In researching business transitioning options, some statics jumped out. Here are a few from the Cornell, South Carolina-based Johnson College of Business:
- The average life span of a family-owned business is 24 years.
- About 40 percent of U.S. family-owned businesses transition into a second-generation business.
- 13 percent are passed down successfully to a third generation, while only 3 percent survive to a fourth.
What makes a business successfully pass through to a second generation?
The first ingredient for success is a second generation who wants to be in the business and wants to grow by learning from the bottom up. No one wants to work for an entitled child who enters a business without some outside experience or without having had to pay some dues on their own.
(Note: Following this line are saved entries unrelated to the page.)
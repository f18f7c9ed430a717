//! [`ApiGateway`] – the bridge's HTTP front-end.
//!
//! Listens on `0.0.0.0:3141` (configurable via [`ApiGateway::with_port`]).
//!
//! * `POST` → decode a command, dispatch it, answer with the telemetry JSON.
//! * `GET` (any path) → the latest camera frame as `image/jpeg`.
//! * `OPTIONS` → CORS preflight, answered with the telemetry JSON.
//! * anything else → `501`.
//!
//! Each connection runs on its own task.  Store reads are lock-free snapshot
//! loads, so a slow client never holds anything the poller or the event pump
//! need.

use std::net::SocketAddr;
use std::sync::Arc;
use std::time::Duration;

use rcbridge_kernel::{ShutdownSignal, StateStore};
use rcbridge_runtime::{CommandDispatcher, CommandRequest};
use rcbridge_types::BridgeError;
use tokio::io::{AsyncWriteExt, BufReader};
use tokio::net::{TcpListener, TcpStream};
use tracing::{debug, info, warn};

use crate::http::{HttpRequest, HttpResponse, Status, read_request};

/// Default TCP port.
pub const DEFAULT_PORT: u16 = 3141;
/// Default origin allowed by the CORS headers.
pub const DEFAULT_CORS_ORIGIN: &str = "http://rp3-01.local";

/// How long a client may take to send its request.
const READ_TIMEOUT: Duration = Duration::from_secs(10);

const EMPTY_TELEMETRY: &[u8] = b"{}";

// ---------------------------------------------------------------------------
// ApiGateway
// ---------------------------------------------------------------------------

/// HTTP server in front of one [`CommandDispatcher`] and its [`StateStore`].
pub struct ApiGateway {
    dispatcher: Arc<CommandDispatcher>,
    store: Arc<StateStore>,
    port: u16,
    cors_origin: String,
}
My brother and I started having conversations between ourselves and our sons very early on when they were still in high school, so that they would know what was possible if they wanted to pursue joining the family business.
Our sons began by writing resumes and applying for summer internships in our office and trade apprenticeships in the field. Between them, they did marketing and sales administrative work, which included getting coffee and filing. There was even some cold calling and solicitation to get past clients to write online reviews. In the field, they became electrical and carpenter’s assistants. Exciting Christmas gifts became tool belts and power tools.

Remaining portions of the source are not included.